** Input data follows **
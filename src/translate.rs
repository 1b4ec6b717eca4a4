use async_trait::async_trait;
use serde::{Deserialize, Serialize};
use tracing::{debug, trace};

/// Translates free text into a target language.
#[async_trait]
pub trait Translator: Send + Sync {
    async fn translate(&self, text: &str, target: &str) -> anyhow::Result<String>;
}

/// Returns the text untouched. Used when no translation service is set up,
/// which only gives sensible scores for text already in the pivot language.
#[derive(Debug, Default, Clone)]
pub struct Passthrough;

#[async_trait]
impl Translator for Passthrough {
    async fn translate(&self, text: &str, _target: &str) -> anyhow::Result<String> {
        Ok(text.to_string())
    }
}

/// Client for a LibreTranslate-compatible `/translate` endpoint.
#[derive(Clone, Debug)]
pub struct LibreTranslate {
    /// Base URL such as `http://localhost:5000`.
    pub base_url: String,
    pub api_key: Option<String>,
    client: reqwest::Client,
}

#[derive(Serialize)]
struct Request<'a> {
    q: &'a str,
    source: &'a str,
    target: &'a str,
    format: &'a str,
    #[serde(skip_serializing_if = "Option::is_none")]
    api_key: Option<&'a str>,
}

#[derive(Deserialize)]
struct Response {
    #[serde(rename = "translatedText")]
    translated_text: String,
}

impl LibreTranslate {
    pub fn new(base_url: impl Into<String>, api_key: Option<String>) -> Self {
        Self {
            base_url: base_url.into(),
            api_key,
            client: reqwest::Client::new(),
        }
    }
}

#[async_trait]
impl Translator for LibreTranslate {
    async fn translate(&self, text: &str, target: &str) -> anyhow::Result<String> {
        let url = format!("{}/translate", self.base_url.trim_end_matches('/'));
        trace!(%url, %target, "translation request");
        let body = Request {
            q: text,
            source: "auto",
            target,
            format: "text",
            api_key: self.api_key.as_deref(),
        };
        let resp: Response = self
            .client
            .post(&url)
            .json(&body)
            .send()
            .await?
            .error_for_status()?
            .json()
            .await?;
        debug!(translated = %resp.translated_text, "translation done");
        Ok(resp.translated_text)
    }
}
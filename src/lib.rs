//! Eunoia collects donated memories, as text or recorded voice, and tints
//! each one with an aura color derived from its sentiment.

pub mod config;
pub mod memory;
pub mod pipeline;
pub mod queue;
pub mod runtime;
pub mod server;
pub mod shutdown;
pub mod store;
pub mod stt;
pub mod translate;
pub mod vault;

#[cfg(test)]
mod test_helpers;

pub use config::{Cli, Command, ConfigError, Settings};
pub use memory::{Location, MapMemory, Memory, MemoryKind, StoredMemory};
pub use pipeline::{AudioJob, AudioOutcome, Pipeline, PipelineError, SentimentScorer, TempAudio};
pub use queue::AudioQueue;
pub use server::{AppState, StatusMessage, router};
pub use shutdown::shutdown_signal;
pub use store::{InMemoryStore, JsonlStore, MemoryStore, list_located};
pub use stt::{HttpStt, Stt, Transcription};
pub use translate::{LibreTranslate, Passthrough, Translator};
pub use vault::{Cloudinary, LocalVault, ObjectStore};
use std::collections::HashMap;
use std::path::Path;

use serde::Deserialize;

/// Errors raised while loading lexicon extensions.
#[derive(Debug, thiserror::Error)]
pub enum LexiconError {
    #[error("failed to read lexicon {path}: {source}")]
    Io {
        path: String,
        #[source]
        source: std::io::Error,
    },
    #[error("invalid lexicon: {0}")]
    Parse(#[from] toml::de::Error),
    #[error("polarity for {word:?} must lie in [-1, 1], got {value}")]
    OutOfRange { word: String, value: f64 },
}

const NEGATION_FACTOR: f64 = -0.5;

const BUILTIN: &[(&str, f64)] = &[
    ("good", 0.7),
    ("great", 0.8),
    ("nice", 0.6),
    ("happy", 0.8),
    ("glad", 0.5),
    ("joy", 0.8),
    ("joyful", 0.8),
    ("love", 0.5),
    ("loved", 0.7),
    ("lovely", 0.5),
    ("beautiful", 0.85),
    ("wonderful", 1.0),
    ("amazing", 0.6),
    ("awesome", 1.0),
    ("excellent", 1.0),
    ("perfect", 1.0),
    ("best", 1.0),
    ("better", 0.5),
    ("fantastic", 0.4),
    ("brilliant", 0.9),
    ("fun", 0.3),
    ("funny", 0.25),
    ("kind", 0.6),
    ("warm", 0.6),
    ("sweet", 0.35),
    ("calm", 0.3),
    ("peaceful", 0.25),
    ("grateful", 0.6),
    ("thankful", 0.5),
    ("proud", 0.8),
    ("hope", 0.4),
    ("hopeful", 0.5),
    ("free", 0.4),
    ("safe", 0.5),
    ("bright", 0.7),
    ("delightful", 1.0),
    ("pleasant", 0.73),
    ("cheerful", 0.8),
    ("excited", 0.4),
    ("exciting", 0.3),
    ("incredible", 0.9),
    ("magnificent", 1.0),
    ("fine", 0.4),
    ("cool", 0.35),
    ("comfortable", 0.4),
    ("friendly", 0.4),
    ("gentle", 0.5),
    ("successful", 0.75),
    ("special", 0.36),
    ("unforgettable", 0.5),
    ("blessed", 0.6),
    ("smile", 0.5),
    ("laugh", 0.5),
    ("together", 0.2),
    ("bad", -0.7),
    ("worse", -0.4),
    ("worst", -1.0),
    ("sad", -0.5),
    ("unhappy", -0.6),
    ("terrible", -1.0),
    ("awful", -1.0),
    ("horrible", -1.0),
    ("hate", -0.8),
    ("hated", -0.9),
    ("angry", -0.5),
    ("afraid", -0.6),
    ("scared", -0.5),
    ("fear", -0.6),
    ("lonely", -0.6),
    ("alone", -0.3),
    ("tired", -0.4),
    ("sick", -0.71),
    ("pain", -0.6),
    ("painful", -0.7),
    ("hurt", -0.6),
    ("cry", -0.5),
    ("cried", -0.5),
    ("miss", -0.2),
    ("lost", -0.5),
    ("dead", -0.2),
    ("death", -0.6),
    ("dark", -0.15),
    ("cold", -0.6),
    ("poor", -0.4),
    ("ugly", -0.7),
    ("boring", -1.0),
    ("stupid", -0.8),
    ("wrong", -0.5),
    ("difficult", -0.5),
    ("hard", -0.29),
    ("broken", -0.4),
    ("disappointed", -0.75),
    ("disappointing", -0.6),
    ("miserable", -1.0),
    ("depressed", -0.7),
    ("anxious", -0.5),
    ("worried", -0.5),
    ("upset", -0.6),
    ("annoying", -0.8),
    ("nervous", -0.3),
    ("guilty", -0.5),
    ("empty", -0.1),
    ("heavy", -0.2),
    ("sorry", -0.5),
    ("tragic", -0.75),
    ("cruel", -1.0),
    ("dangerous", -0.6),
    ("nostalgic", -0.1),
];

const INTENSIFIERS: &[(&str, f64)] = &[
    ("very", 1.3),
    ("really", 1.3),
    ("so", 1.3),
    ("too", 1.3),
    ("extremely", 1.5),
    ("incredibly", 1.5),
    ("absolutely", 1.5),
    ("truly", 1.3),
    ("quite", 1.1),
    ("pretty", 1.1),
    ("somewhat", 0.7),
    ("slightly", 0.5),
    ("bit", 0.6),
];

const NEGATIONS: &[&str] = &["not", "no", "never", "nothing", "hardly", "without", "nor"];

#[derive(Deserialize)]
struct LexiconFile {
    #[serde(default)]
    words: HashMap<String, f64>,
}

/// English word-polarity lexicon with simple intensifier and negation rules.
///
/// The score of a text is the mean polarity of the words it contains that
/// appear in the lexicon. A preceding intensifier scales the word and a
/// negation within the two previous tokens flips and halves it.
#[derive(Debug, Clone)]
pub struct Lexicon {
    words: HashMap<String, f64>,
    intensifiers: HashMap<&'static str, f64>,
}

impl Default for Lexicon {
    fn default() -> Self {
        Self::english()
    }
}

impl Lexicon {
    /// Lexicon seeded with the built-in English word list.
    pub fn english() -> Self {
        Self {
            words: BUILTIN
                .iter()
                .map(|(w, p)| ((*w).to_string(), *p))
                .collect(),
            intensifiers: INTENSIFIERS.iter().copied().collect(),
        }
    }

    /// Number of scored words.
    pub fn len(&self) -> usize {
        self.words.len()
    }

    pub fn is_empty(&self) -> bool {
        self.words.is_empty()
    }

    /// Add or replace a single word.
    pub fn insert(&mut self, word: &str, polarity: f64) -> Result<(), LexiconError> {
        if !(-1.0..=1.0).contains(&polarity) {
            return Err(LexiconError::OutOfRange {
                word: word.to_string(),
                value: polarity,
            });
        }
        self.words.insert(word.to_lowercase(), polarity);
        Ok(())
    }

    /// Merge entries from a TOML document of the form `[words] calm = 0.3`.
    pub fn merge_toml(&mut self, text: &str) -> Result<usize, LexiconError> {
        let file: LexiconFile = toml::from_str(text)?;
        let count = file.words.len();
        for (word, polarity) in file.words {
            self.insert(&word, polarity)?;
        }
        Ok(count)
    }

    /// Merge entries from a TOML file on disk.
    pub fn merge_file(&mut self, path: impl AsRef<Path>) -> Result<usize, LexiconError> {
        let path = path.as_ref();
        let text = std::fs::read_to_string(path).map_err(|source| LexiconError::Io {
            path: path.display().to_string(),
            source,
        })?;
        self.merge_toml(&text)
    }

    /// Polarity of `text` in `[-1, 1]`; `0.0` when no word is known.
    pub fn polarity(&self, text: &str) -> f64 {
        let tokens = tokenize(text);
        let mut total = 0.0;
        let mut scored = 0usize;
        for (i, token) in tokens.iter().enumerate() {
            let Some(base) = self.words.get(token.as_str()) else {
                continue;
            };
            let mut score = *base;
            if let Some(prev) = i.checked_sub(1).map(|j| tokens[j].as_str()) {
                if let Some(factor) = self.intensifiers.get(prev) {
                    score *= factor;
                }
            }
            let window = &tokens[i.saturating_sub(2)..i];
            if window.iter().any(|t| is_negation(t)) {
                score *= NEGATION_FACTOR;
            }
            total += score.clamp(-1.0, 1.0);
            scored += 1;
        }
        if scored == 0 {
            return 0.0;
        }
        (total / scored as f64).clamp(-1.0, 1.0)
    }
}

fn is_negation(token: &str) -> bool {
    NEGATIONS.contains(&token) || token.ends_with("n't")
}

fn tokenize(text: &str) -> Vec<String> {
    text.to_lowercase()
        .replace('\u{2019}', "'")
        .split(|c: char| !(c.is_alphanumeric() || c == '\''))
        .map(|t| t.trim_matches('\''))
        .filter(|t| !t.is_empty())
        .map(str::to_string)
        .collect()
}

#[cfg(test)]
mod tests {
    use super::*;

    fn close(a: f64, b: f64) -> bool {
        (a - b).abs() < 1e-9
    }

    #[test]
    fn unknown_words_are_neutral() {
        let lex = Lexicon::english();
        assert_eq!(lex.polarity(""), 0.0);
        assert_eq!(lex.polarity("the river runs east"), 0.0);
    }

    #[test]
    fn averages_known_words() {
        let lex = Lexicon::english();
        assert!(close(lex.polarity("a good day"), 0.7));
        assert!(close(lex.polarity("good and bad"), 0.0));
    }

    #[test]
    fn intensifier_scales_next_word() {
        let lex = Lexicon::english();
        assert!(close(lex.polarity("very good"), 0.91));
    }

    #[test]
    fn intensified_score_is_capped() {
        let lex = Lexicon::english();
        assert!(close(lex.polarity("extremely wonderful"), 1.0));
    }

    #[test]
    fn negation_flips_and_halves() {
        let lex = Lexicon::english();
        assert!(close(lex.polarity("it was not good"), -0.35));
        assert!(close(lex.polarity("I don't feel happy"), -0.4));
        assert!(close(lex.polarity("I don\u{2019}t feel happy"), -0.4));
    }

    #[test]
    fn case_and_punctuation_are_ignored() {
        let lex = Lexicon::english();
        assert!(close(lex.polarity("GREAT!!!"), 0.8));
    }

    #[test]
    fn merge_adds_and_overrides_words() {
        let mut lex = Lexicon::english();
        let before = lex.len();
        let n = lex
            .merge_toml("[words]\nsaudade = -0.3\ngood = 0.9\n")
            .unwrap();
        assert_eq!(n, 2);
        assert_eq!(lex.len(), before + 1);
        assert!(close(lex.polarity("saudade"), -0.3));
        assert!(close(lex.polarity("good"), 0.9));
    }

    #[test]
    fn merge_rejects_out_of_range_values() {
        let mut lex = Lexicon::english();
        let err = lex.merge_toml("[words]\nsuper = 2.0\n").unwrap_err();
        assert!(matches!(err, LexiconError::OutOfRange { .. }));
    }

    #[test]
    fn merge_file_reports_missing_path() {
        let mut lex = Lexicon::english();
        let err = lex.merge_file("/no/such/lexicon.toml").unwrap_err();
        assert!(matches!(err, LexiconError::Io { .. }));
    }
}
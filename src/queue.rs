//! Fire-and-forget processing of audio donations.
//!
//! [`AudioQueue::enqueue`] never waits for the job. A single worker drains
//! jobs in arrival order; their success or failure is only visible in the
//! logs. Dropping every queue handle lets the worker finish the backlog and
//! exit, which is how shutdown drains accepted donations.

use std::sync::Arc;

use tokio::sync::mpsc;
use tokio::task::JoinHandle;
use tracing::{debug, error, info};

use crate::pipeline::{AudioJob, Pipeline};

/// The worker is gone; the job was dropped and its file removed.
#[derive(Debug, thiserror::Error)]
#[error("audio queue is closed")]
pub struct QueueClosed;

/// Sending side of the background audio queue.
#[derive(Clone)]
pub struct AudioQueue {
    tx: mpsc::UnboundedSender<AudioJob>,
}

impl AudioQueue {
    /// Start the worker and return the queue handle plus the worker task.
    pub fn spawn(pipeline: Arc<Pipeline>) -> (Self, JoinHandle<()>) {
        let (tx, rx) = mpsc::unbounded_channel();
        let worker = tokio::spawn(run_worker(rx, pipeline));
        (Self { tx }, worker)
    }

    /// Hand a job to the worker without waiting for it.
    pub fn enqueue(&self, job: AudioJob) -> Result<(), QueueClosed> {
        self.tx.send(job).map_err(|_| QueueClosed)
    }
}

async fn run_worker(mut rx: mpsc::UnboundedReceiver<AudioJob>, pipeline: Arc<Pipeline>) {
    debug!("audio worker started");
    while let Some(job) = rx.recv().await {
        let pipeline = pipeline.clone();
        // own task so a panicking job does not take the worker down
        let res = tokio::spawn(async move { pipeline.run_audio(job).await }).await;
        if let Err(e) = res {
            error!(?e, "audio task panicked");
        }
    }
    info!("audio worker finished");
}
** End of Input data **
Problem
Reproduce exactly the lines from the beginning of the entries above up to and including the line that contains "the pivot language.".

Answer
filename src/translate.rs
repository 1b4ec6b717eca4a4
use async_trait::async_trait;
use serde::{Deserialize, Serialize};
use tracing::{debug, trace};

/// Translates free text into a target language.
#[async_trait]
pub trait Translator: Send + Sync {
    async fn translate(&self, text: &str, target: &str) -> anyhow::Result<String>;
}

/// Returns the text untouched. Used when no translation service is set up,
/// which only gives sensible scores for text already in the pivot language.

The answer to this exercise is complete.